Sabtu, 23 November 2024

Kembalinya Mesin Pembunuh Veteran Perang “Don’t Breathe 2”

Laporan oleh Denza Perdana
Bagikan
Stephen Lang dan Madelyn Grace dalam film "Don't Breathe 2". Foto: Antara

Para penonton “Don’t Breathe” (2016) tentu mengetahui karakter The Blind Man yang bernama Norman Nordstrom yang diperankan oleh Stephen Lang. Karakternya kejam, sadis, sekaligus tangkas saat membunuh orang meski usianya sudah senja dan buta.

Di film pertama itu pula, mungkin bagi sebagian penonton rasanya sulit untuk melabuhkan keberpihakan kepada para karakter selama adegan-adegan pertama berlangsung.

Kadang-kadang penonton diajak berempati terhadap sosok Rocky yang diperankan oleh Jane Levy, dengan latar belakang keluarganya seolah-olah menjadi pembenaran atas tindakan pencurian yang dia lakukan.

Di awal adegan film penonton akan diajak berpihak kepada tuan rumah Nordstrom. Sebab, siapa pun yang rumahnya dibobol oleh pencuri tentu tak akan terima begitu saja dan ingin melakukan perlawanan.

Seiring berjalannya adegan demi adegan, persepsi penonton akan berubah karena kakek tunanetra ini membunuh dengan kejam siapa pun yang mengusik kehidupannya dan memperkosa tawanannya.

Dilema akhir cerita “Don’t Breathe” sangat bisa ditebak. Bagaimana pun, polisi lebih mepercayai dalih tuan rumah dan menganggap aksi pembunuhan kakek tunanetra itu sebagai pertahanan diri, alih-alih ada motif lain di baliknya.

Sementara jika Rocky melapor kejahatan yang dilakukan Nordstrom, ia juga berpeluang masuk penjara karena telah mencuri uang di rumah si kakek.

“Dalam ‘Don’t Breathe’, akan sulit bagi anda untuk berpihak. Kami mencoba hanya memberikan fakta tentang apa yang dilakukan karakter, dan menciptakan situasi kompleks di mana penonton dapat berselisih,” kata Fede Alvarez Sutradara Film itu dari Antara, Sabtu (16/10/2021).

Berlatar delapan tahun setelah film pertama, sekuel kedua kembali menghadirkan Nordstrom sebagai sentral cerita.
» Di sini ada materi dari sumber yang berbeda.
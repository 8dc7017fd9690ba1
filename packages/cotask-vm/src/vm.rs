use crate::compile::compile;
use crate::program::{Op, Program};
use cotask_scheduler::{
    CallError, DebugHook, ErrorContext, FrameInfo, HookInfo, LoadError, MessageHandler,
    RegistryKey, ScriptEngine,
};
use rustc_hash::FxHashMap;
use serde::{Deserialize, Serialize};
use slab::Slab;
use smallvec::SmallVec;
use std::cell::{Cell, RefCell};
use std::rc::Rc;

#[derive(Debug, Clone, PartialEq, Eq, Serialize, Deserialize)]
#[serde(default)]
pub struct VmConfig {
    /// Bytes `alloc` may reserve during one call. Also the largest chunk
    /// source `load` accepts; loaded source is not charged against it.
    pub memory_limit: usize,
    pub max_call_depth: usize,
    /// Values the stack may hold before a push reports out of memory.
    pub max_stack: usize,
}

impl Default for VmConfig {
    fn default() -> Self {
        Self {
            memory_limit: 64 * 1024,
            max_call_depth: 200,
            max_stack: 1024,
        }
    }
}

#[derive(Debug, Clone)]
pub enum Value {
    Int(i64),
    Function(Rc<Program>),
}

/// Host function callable from scripts with `host <name>`. It works on the
/// VM stack directly; an `Err` is raised as a runtime error.
pub type HostFn = Rc<dyn Fn(&Vm) -> Result<(), String>>;

struct State {
    stack: Vec<Value>,
    registry: Slab<Value>,
    allocated: usize,
}

struct Frame {
    function: usize,
    pc: usize,
}

/// Resets the allocation mark when a protected call ends, whether it
/// returns or is unwound from a hook.
struct AllocationScope<'a> {
    state: &'a RefCell<State>,
    mark: usize,
}

impl<'a> AllocationScope<'a> {
    fn enter(state: &'a RefCell<State>) -> Self {
        let mark = state.borrow().allocated;
        Self { state, mark }
    }
}

impl Drop for AllocationScope<'_> {
    fn drop(&mut self) {
        if let Ok(mut state) = self.state.try_borrow_mut() {
            state.allocated = self.mark;
        }
    }
}

/// Stack-machine engine. All state sits behind cells so hooks and host
/// functions can call back into the VM while a script is running; no borrow
/// is held across either.
pub struct Vm {
    config: VmConfig,
    state: RefCell<State>,
    hook: RefCell<Option<(DebugHook, u32)>>,
    countdown: Cell<u32>,
    instructions: Cell<u64>,
    hosts: RefCell<FxHashMap<String, HostFn>>,
}

impl Vm {
    pub fn new(config: VmConfig) -> Self {
        Self {
            config,
            state: RefCell::new(State {
                stack: Vec::new(),
                registry: Slab::new(),
                allocated: 0,
            }),
            hook: RefCell::new(None),
            countdown: Cell::new(0),
            instructions: Cell::new(0),
            hosts: RefCell::new(FxHashMap::default()),
        }
    }

    pub fn config(&self) -> &VmConfig {
        &self.config
    }

    pub fn register_host<F>(&self, name: &str, host: F)
    where
        F: Fn(&Vm) -> Result<(), String> + 'static,
    {
        self.hosts.borrow_mut().insert(name.to_string(), Rc::new(host));
    }

    /// Instructions executed since the VM was created.
    pub fn instructions(&self) -> u64 {
        self.instructions.get()
    }

    /// Live registry entries.
    pub fn registry_len(&self) -> usize {
        self.state.borrow().registry.len()
    }

    pub fn allocated(&self) -> usize {
        self.state.borrow().allocated
    }

    pub fn has_hook(&self) -> bool {
        self.hook.borrow().is_some()
    }

    pub fn push_int(&self, value: i64) -> Result<(), String> {
        self.push(Value::Int(value)).map_err(|_| "stack overflow".to_string())
    }

    /// Pops the top value if it is an integer.
    pub fn pop_int(&self) -> Option<i64> {
        let mut state = self.state.borrow_mut();
        match state.stack.last() {
            Some(Value::Int(value)) => {
                let value = *value;
                state.stack.pop();
                Some(value)
            }
            _ => None,
        }
    }

    fn push(&self, value: Value) -> Result<(), CallError> {
        let mut state = self.state.borrow_mut();
        if state.stack.len() >= self.config.max_stack {
            return Err(CallError::Memory);
        }
        state.stack.push(value);
        Ok(())
    }

    fn pop(&self) -> Option<Value> {
        self.state.borrow_mut().stack.pop()
    }

    fn count_instruction(&self, depth: usize) {
        let executed = self.instructions.get() + 1;
        self.instructions.set(executed);

        let hook = match &*self.hook.borrow() {
            Some((hook, every)) => {
                let left = self.countdown.get().saturating_sub(1);
                if left == 0 {
                    self.countdown.set(*every);
                    Some(hook.clone())
                } else {
                    self.countdown.set(left);
                    None
                }
            }
            None => None,
        };
        if let Some(hook) = hook {
            hook(&HookInfo {
                instructions: executed,
                depth,
            });
        }
    }

    fn runtime_error(
        &self,
        program: &Program,
        frames: &[Frame],
        message: &str,
        handler: MessageHandler<'_>,
    ) -> CallError {
        let trace: Vec<FrameInfo> = frames
            .iter()
            .map(|frame| {
                let function = &program.functions[frame.function];
                FrameInfo {
                    chunk: program.chunk.clone(),
                    function: function.name.clone(),
                    line: function
                        .lines
                        .get(frame.pc.saturating_sub(1))
                        .copied()
                        .unwrap_or_default(),
                }
            })
            .collect();
        CallError::Runtime {
            message: handler(&ErrorContext {
                message,
                frames: &trace,
            }),
        }
    }

    fn execute(&self, program: &Program, handler: MessageHandler<'_>) -> Result<(), CallError> {
        let mut frames: SmallVec<[Frame; 8]> = SmallVec::new();
        frames.push(Frame { function: 0, pc: 0 });

        while let Some(frame) = frames.last_mut() {
            let function = &program.functions[frame.function];
            let Some(op) = function.code.get(frame.pc) else {
                frames.pop();
                continue;
            };
            frame.pc += 1;
            self.count_instruction(frames.len());

            match op {
                Op::Push(value) => self.push(Value::Int(*value))?,
                Op::Pop => {
                    if self.pop().is_none() {
                        return Err(self.runtime_error(program, &frames, "stack underflow", handler));
                    }
                }
                Op::Dup => {
                    let top = self.state.borrow().stack.last().cloned();
                    let Some(top) = top else {
                        return Err(self.runtime_error(program, &frames, "stack underflow", handler));
                    };
                    self.push(top)?;
                }
                Op::Add | Op::Sub => {
                    let (Some(rhs), Some(lhs)) = (self.pop(), self.pop()) else {
                        return Err(self.runtime_error(program, &frames, "stack underflow", handler));
                    };
                    let (Value::Int(lhs), Value::Int(rhs)) = (lhs, rhs) else {
                        return Err(self.runtime_error(
                            program,
                            &frames,
                            "attempt to perform arithmetic on a function value",
                            handler,
                        ));
                    };
                    let result = if matches!(op, Op::Add) {
                        lhs.wrapping_add(rhs)
                    } else {
                        lhs.wrapping_sub(rhs)
                    };
                    self.push(Value::Int(result))?;
                }
                Op::Jump(target) => {
                    if let Some(frame) = frames.last_mut() {
                        frame.pc = *target;
                    }
                }
                Op::JumpZero(target) => {
                    let Some(value) = self.pop() else {
                        return Err(self.runtime_error(program, &frames, "stack underflow", handler));
                    };
                    if matches!(value, Value::Int(0)) {
                        if let Some(frame) = frames.last_mut() {
                            frame.pc = *target;
                        }
                    }
                }
                Op::Call(callee) => {
                    if frames.len() >= self.config.max_call_depth {
                        return Err(self.runtime_error(program, &frames, "stack overflow", handler));
                    }
                    frames.push(Frame {
                        function: *callee,
                        pc: 0,
                    });
                }
                Op::Ret => {
                    frames.pop();
                }
                Op::Raise(message) => {
                    return Err(self.runtime_error(program, &frames, message, handler));
                }
                Op::Host(name) => {
                    let host = self.hosts.borrow().get(name.as_str()).cloned();
                    let Some(host) = host else {
                        let message = format!("unknown host function '{name}'");
                        return Err(self.runtime_error(program, &frames, &message, handler));
                    };
                    if let Err(err) = host(self) {
                        let message = format!("{name}: {err}");
                        return Err(self.runtime_error(program, &frames, &message, handler));
                    }
                }
                Op::Alloc(bytes) => {
                    let mut state = self.state.borrow_mut();
                    let total = state.allocated.saturating_add(*bytes);
                    if total > self.config.memory_limit {
                        return Err(CallError::Memory);
                    }
                    state.allocated = total;
                }
            }
        }
        Ok(())
    }
}

impl Default for Vm {
    fn default() -> Self {
        Self::new(VmConfig::default())
    }
}

impl ScriptEngine for Vm {
    fn load(&self, source: &[u8], chunk_name: &str) -> Result<(), LoadError> {
        if source.len() > self.config.memory_limit {
            return Err(LoadError::Memory(format!(
                "chunk '{chunk_name}' needs {} bytes, limit is {}",
                source.len(),
                self.config.memory_limit
            )));
        }
        let text = std::str::from_utf8(source)
            .map_err(|err| LoadError::Syntax(format!("{chunk_name}: {err}")))?;
        let program = compile(text, chunk_name)?;
        self.push(Value::Function(Rc::new(program)))
            .map_err(|_| LoadError::Memory("stack overflow".to_string()))?;
        tracing::debug!(chunk = chunk_name, bytes = source.len(), "chunk loaded");
        Ok(())
    }

    fn reference(&self) -> Option<RegistryKey> {
        let mut state = self.state.borrow_mut();
        let value = state.stack.pop()?;
        Some(RegistryKey::new(state.registry.insert(value)))
    }

    fn unreference(&self, key: RegistryKey) {
        let mut state = self.state.borrow_mut();
        if state.registry.contains(key.index()) {
            state.registry.remove(key.index());
        }
    }

    fn call_protected(
        &self,
        key: RegistryKey,
        handler: MessageHandler<'_>,
    ) -> Result<(), CallError> {
        let callee = self.state.borrow().registry.get(key.index()).cloned();
        let Some(Value::Function(program)) = callee else {
            return Err(CallError::Runtime {
                message: handler(&ErrorContext {
                    message: "attempt to call a non-function value",
                    frames: &[],
                }),
            });
        };

        let _allocations = AllocationScope::enter(&self.state);
        let base = self.top();
        tracing::trace!(chunk = %program.chunk, "protected call");
        let result = self.execute(&program, handler);
        self.set_top(base);
        result
    }

    fn set_hook(&self, hook: DebugHook, every: u32) {
        let every = every.max(1);
        self.countdown.set(every);
        *self.hook.borrow_mut() = Some((hook, every));
    }

    fn clear_hook(&self) {
        *self.hook.borrow_mut() = None;
    }

    fn top(&self) -> usize {
        self.state.borrow().stack.len()
    }

    fn set_top(&self, top: usize) {
        self.state.borrow_mut().stack.truncate(top);
    }
}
Banyak penonton berharap sosok Rocky kembali dimunculkan dan bertanya-tanya seperti apa kehidupan setelah dia lolos dari rumah si kakek tua.

Namun, sutradara dan penulis skenario sepakat menghadirkan semesta lain dengan menempatkan gadis kecil bernama Phoenix (diperankan oleh Madelyn Grace) yang menjadi bagian dari kehidupan Nordstrom. Artinya, tidak ada jejak Rocky di sekuel kedua ini.

Jika film pertama mendorong penonton untuk tak sepenuhnya berempati kepada Nordstrom, “Don’t Breathe 2” justru lebih banyak menyajikan dimensi kehidupan manusiawi si veteran itu.

Sekuel kedua sebetulnya telah memberi panggung terhadap sosok Nordstrom dan Phoenix. Sayangnya, kesempatan itu tidak digunakan lebih baik.

Penonton memang disuguhkan eksplorasi sosok Phoenix namun tidak dengan Nordstrom yang hanya tampak seperti sosok setengah matang.

Jika bicara soal intensi ketegangan sebagai ciri khas genre horror thriller, rasanya film pertama juga jauh lebih membekas di benak penonton daripada sekuel kedua.

Meski demikian, “Don’t Breathe 2” patut diacungi jempol dari segi laga. Cara Nordstrom membaca medan dengan mengandalkan indera pendengaran dan penciuman, juga cara membaca lawan, serta gerakan perkelahiannya yang jauh lebih baik dari film pertama.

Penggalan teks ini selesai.